Maximizing Unambiguous Velocity Range in Phase-contrast MRI with Multipoint Encoding

TL;DR

This paper introduces a joint processing method for phase differences in phase-contrast MRI that maximizes the unambiguous velocity range by exploiting a parallelepiped structure, improving velocity encoding.

Contribution

It demonstrates that the maximum unambiguous velocity range forms a parallelepiped accessible through joint phase difference processing, enhancing velocity encoding in PC-MRI.

Findings

Maximal unambiguous velocity range is a parallelepiped shape.

Joint processing of all phase differences improves velocity range.

Potential for designing new multi-point acquisition schemes.

Abstract

In phase-contrast magnetic resonance imaging (PC-MRI), the velocity of spins at a voxel is encoded in the image phase.

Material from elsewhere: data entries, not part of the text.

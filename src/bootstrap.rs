//! Per-worker bring-up.
//!
//! Each spawned worker runs the same fixed sequence before touching workload
//! state: connect, hydrate the serialized cluster time into its typed form,
//! install the retry stack, open the logical session, seed the oracle, then
//! arrive at the startup barrier. The barrier is symmetric: every worker
//! counts down and then waits, so no state function runs until all workers
//! finished bring-up. A worker that fails mid-sequence still counts down on
//! unwind, keeping the surviving workers from waiting forever.

use rand::SeedableRng;
use rand_chacha::ChaCha8Rng;

use crate::context::{ExecutionContext, Session, WorkerSpec};
use crate::error::HarnessError;
use crate::latch::CountdownLatch;
use crate::oracle::{ConsistencyOracle, OracleMode};
use crate::retry::{
    BackgroundOpRetry, DropPendingRetry, HashedShardKeyRetry, NetworkRetry, RetryStack,
    StepdownRetry,
};
use crate::store::{ClusterTime, Connector, DocumentStore, ResumePoint, StoreError};

/// Counts the latch down exactly once, on arrival or on unwind.
struct BarrierGuard<'a> {
    latch: &'a CountdownLatch,
    fired: bool,
}

impl<'a> BarrierGuard<'a> {
    const fn new(latch: &'a CountdownLatch) -> Self {
        Self {
            latch,
            fired: false,
        }
    }

    /// Arrives at the barrier and blocks until everyone else has too.
    fn arrive_and_wait(mut self) {
        self.fired = true;
        self.latch.count_down();
        self.latch.wait();
    }
}

impl Drop for BarrierGuard<'_> {
    fn drop(&mut self) {
        if !self.fired {
            self.latch.count_down();
        }
    }
}

/// Brings one worker from a bare spec to a ready execution context.
pub struct SessionBootstrap<'a> {
    spec: &'a WorkerSpec,
    connector: &'a dyn Connector,
    start_latch: &'a CountdownLatch,
}

impl<'a> SessionBootstrap<'a> {
    /// Creates a bootstrap for one worker.
    ///
    /// `start_latch` must have been created with the total worker count.
    #[must_use]
    pub const fn new(
        spec: &'a WorkerSpec,
        connector: &'a dyn Connector,
        start_latch: &'a CountdownLatch,
    ) -> Self {
        Self {
            spec,
            connector,
            start_latch,
        }
    }

    /// Runs the bring-up sequence and blocks on the startup barrier.
    ///
    /// # Errors
    ///
    /// Returns [`HarnessError::Bootstrap`] naming the failing step. The
    /// barrier is still counted down before returning.
    pub fn run(self) -> Result<(Box<dyn DocumentStore>, ExecutionContext), HarnessError> {
        let barrier = BarrierGuard::new(self.start_latch);
        let tid = self.spec.tid;

        let store = self
            .connector
            .connect(&self.spec.host)
            .map_err(|source| HarnessError::Bootstrap {
                tid,
                step: "connect",
                source,
            })?;

        // Hydrate the serialized cluster time and drop the raw form; from
        // here on the clock only moves through typed advances.
        let initial_time = match &self.spec.session_options {
            Some(options) => match &options.raw_cluster_time {
                Some(raw) => Some(parse_cluster_time(raw).map_err(|source| {
                    HarnessError::Bootstrap {
                        tid,
                        step: "cluster-time",
                        source,
                    }
                })?),
                None => None,
            },
            None => None,
        };

        let retry = build_retry_stack(self.spec);

        let session = self.spec.session_options.as_ref().map(|options| {
            Session::new(u64::from(tid), initial_time, options.causal_consistency)
        });

        let mode = if self.spec.cluster.exactly_once_multi_writes {
            OracleMode::ExactlyOnce
        } else {
            OracleMode::BestEffort
        };
        // Capture the resume point before the barrier so the oracle never
        // misses an event another worker writes right after release.
        let oracle = ConsistencyOracle::new(
            mode,
            self.spec.partition,
            ResumePoint::StartTime(store.cluster_time()),
        );

        let cx = ExecutionContext {
            tid,
            db_name: self.spec.db_name.clone(),
            coll_name: self.spec.coll_name.clone(),
            partition: self.spec.partition,
            session,
            rng: ChaCha8Rng::seed_from_u64(self.spec.rng_seed),
            retry,
            oracle,
            scratch: std::collections::BTreeMap::new(),
            span: tracing::info_span!("worker", tid),
        };

        tracing::debug!(tid, host = %self.spec.host, "bootstrap complete, arriving at barrier");
        barrier.arrive_and_wait();
        Ok((store, cx))
    }
}

/// Builds the interceptor stack for one worker, general layers first.
///
/// Install order is significant: the network layer goes in last and so wraps
/// outermost, and each of its attempts re-enters the earlier layers.
fn build_retry_stack(spec: &WorkerSpec) -> RetryStack {
    let mut stack = RetryStack::new();
    stack.install(std::sync::Arc::new(BackgroundOpRetry));
    stack.install(std::sync::Arc::new(DropPendingRetry));
    stack.install(std::sync::Arc::new(HashedShardKeyRetry));
    if let Some(stepdown) = &spec.cluster.stepdown {
        stack.install(std::sync::Arc::new(StepdownRetry::new(
            stepdown.max_retry_attempts,
        )));
    }
    stack.install(std::sync::Arc::new(NetworkRetry));
    stack
}

fn parse_cluster_time(raw: &str) -> Result<ClusterTime, StoreError> {
    serde_json::from_str(raw)
        .map_err(|err| StoreError::Command(format!("malformed cluster time '{raw}': {err}")))
}
/// A workload declaration: the input shape accepted from workload authors.
#[derive(Clone, Default)]
pub struct WorkloadDecl {
    /// Workload name, used in logs and reports.
    pub name: String,
    /// Named values available to state functions; mutable during setup.
    pub data: BTreeMap<String, Value>,
    /// State name to state function.
    pub states: BTreeMap<String, StateFn>,
    /// State name to declaration-ordered outgoing edges.
    pub transitions: BTreeMap<String, Vec<Transition>>,
    /// Initial state for every worker.
    pub start_state: String,
    /// FSM steps per worker.
    pub iterations: u64,
    /// Number of workers to launch.
    pub thread_count: u32,
    /// Whether state functions receive the shared connection cache.
    pub pass_connection_cache: bool,
    /// Called once before spawn.
    pub setup: Option<HookFn>,
    /// Called once after all workers return, regardless of terminal states.
    pub teardown: Option<HookFn>,
}

impl WorkloadDecl {
    /// Creates an empty declaration with the given name.
    #[must_use]
    pub fn new(name: impl Into<String>) -> Self {
        Self {
            name: name.into(),
            ..Self::default()
        }
    }

    /// Adds a named state function.
    #[must_use]
    pub fn state(mut self, name: impl Into<String>, f: StateFn) -> Self {
        self.states.insert(name.into(), f);
        self
    }

    /// Sets the outgoing edges for a state, in declaration order.
    #[must_use]
    pub fn transitions(mut self, from: impl Into<String>, edges: Vec<Transition>) -> Self {
        self.transitions.insert(from.into(), edges);
        self
    }

    /// Sets the start state.
    #[must_use]
    pub fn start_state(mut self, name: impl Into<String>) -> Self {
        self.start_state = name.into();
        self
    }

    /// Sets the per-worker iteration budget.
    #[must_use]
    pub const fn iterations(mut self, iterations: u64) -> Self {
        self.iterations = iterations;
        self
    }

    /// Sets the worker count.
    #[must_use]
    pub const fn thread_count(mut self, threads: u32) -> Self {
        self.thread_count = threads;
        self
    }

    /// Inserts a data value.
    #[must_use]
    pub fn data_value(mut self, key: impl Into<String>, value: Value) -> Self {
        self.data.insert(key.into(), value);
        self
    }

    /// Sets the setup hook.
    #[must_use]
    pub fn setup(mut self, hook: HookFn) -> Self {
        self.setup = Some(hook);
        self
    }

    /// Sets the teardown hook.
    #[must_use]
    pub fn teardown(mut self, hook: HookFn) -> Self {
        self.teardown = Some(hook);
        self
    }
}

impl std::fmt::Debug for WorkloadDecl {
    fn fmt(&self, f: &mut std::fmt::Formatter<'_>) -> std::fmt::Result {
        f.debug_struct("WorkloadDecl")
            .field("name", &self.name)
            .field("states", &self.states.keys().collect::<Vec<_>>())
            .field("start_state", &self.start_state)
            .field("iterations", &self.iterations)
            .field("thread_count", &self.thread_count)
            .finish_non_exhaustive()
    }
}

/// A derived workload layered over a base declaration.
///
/// Replaces `$super`-style closure inheritance: an overlay is plain data that
/// overrides its base key-by-key, merged by [`compose`].
#[derive(Clone, Default)]
pub struct WorkloadOverlay {
    /// Overlay name; the last overlay's name wins for the merged config.
    pub name: Option<String>,
    /// Data overrides; a key present here wins over the base.
    pub data: BTreeMap<String, Value>,
    /// State overrides.
    pub states: BTreeMap<String, StateFn>,
    /// Transition-table overrides, whole edge lists per state.
    pub transitions: BTreeMap<String, Vec<Transition>>,
    /// Start-state override.
    pub start_state: Option<String>,
    /// Iteration-budget override.
    pub iterations: Option<u64>,
    /// Worker-count override.
    pub thread_count: Option<u32>,
}

impl std::fmt::Debug for WorkloadOverlay {
    fn fmt(&self, f: &mut std::fmt::Formatter<'_>) -> std::fmt::Result {
        f.debug_struct("WorkloadOverlay")
            .field("name", &self.name)
            .field("data", &self.data.keys().collect::<Vec<_>>())
            .field("states", &self.states.keys().collect::<Vec<_>>())
            .finish_non_exhaustive()
    }
}

/// The merged, validated workload configuration handed to workers.
///
/// `iterations` and `thread_count` are write-once from the moment this struct
/// exists.
#[derive(Clone)]
pub struct WorkloadConfig {
    /// Workload name.
    pub name: String,
    /// Merged data values.
    pub data: BTreeMap<String, Value>,
    states: BTreeMap<String, StateFn>,
    transitions: BTreeMap<String, Vec<Transition>>,
    start_state: String,
    iterations: u64,
    thread_count: u32,
    /// Whether state functions receive the shared connection cache.
    pub pass_connection_cache: bool,
}

impl WorkloadConfig {
    /// Returns the state function for a name.
    #[must_use]
    pub fn state_fn(&self, name: &str) -> Option<&StateFn> {
        self.states.get(name)
    }

    /// Returns the declaration-ordered outgoing edges of a state.
    #[must_use]
    pub fn transitions_for(&self, state: &str) -> &[Transition] {
        self.transitions.get(state).map_or(&[], Vec::as_slice)
    }

    /// Returns the start state.
    #[must_use]
    pub fn start_state(&self) -> &str {
        &self.start_state
    }

    /// Returns the frozen iteration budget.
    #[must_use]
    pub const fn iterations(&self) -> u64 {
        self.iterations
    }

    /// Returns the frozen worker count.
    #[must_use]
    pub const fn thread_count(&self) -> u32 {
        self.thread_count
    }

    /// Rejects any post-composition write to `iterations`.
    ///
    /// # Errors
    ///
    /// Always returns [`ConfigError::Frozen`]; the field is write-once and
    /// the rejection is explicit for test diagnosability.
    pub fn try_set_iterations(&mut self, _iterations: u64) -> Result<(), ConfigError> {
        Err(ConfigError::Frozen("iterations"))
    }

    /// Rejects any post-composition write to `thread_count`.
    ///
    /// # Errors
    ///
    /// Always returns [`ConfigError::Frozen`].
    pub fn try_set_thread_count(&mut self, _threads: u32) -> Result<(), ConfigError> {
        Err(ConfigError::Frozen("thread_count"))
    }
}

impl std::fmt::Debug for WorkloadConfig {
    fn fmt(&self, f: &mut std::fmt::Formatter<'_>) -> std::fmt::Result {
        f.debug_struct("WorkloadConfig")
            .field("name", &self.name)
            .field("states", &self.states.keys().collect::<Vec<_>>())
            .field("start_state", &self.start_state)
            .field("iterations", &self.iterations)
            .field("thread_count", &self.thread_count)
            .finish_non_exhaustive()
    }
}

/// Merges a base declaration with derived overlays into one frozen config.
///
/// Merge order is base-first, then each overlay's overrides in declaration
/// order; a key present in an overlay always wins over the same key in its
/// base, and base-only keys are preserved. The caller runs the base setup
/// hook before composing so that runtime-computed data values are captured by
/// value in the merge.
///
/// # Errors
///
/// Returns a [`ConfigError`] if the merged config references unknown states,
/// has transition weights that do not sum to one, or has a zero iteration or
/// thread budget.
pub fn compose(
    base: &WorkloadDecl,
    overlays: &[WorkloadOverlay],
) -> Result<WorkloadConfig, ConfigError> {
    let mut name = base.name.clone();
    let mut data = base.data.clone();
    let mut states = base.states.clone();
    let mut transitions = base.transitions.clone();
    let mut start_state = base.start_state.clone();
    let mut iterations = base.iterations;
    let mut thread_count = base.thread_count;

    for overlay in overlays {
        if let Some(overlay_name) = &overlay.name {
            name.clone_from(overlay_name);
        }
        for (key, value) in &overlay.data {
            data.insert(key.clone(), value.clone());
        }
        for (key, state_fn) in &overlay.states {
            states.insert(key.clone(), Arc::clone(state_fn));
        }
        for (key, edges) in &overlay.transitions {
            transitions.insert(key.clone(), edges.clone());
        }
        if let Some(start) = &overlay.start_state {
            start_state.clone_from(start);
        }
        if let Some(n) = overlay.iterations {
            iterations = n;
        }
        if let Some(n) = overlay.thread_count {
            thread_count = n;
        }
    }

    if states.is_empty() {
        return Err(ConfigError::InvalidValue {
            field: "states",
            reason: "at least one state is required",
        });
    }
    if !states.contains_key(&start_state) {
        return Err(ConfigError::UnknownStartState(start_state));
    }
    if iterations == 0 {
        return Err(ConfigError::InvalidValue {
            field: "iterations",
            reason: "must be at least one",
        });
    }
    if thread_count == 0 {
        return Err(ConfigError::InvalidValue {
            field: "thread_count",
            reason: "must be at least one",
        });
    }

    for (from, edges) in &transitions {
        if !states.contains_key(from) {
            return Err(ConfigError::UnknownState {
                from: from.clone(),
                target: from.clone(),
            });
        }
        for edge in edges {
            if !states.contains_key(&edge.target) {
                return Err(ConfigError::UnknownState {
                    from: from.clone(),
                    target: edge.target.clone(),
                });
            }
        }
        let sum: f64 = edges.iter().map(|e| e.weight).sum();
        if !edges.is_empty() && (sum - 1.0).abs() > WEIGHT_SUM_EPSILON {
            return Err(ConfigError::BadWeights {
                state: from.clone(),
                sum,
            });
        }
    }

    Ok(WorkloadConfig {
        name,
        data,
        states,
        transitions,
        start_state,
        iterations,
        thread_count,
        pass_connection_cache: base.pass_connection_cache,
    })
}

The strength of the velocity encoding gradient offers a trade-off between the velocity-to-noise ratio (VNR) and the extent of phase aliasing. Phase differences provide invariance to an unknown background phase. Existing literature proposes processing a reduced set of phase difference equations, simplifying the phase unwrapping problem at the expense of VNR or unaliased range of velocities, or both. Here, we demonstrate that the fullest unambiguous range of velocities is a parallelepiped, which can be accessed by jointly processing all phase differences. The joint processing also minimizes the velocity-to-noise ratio. The simple understanding of the unambiguous parallelepiped provides the potential for analyzing new multi-point acquisitions for an enhanced range of unaliased velocities; two examples are given.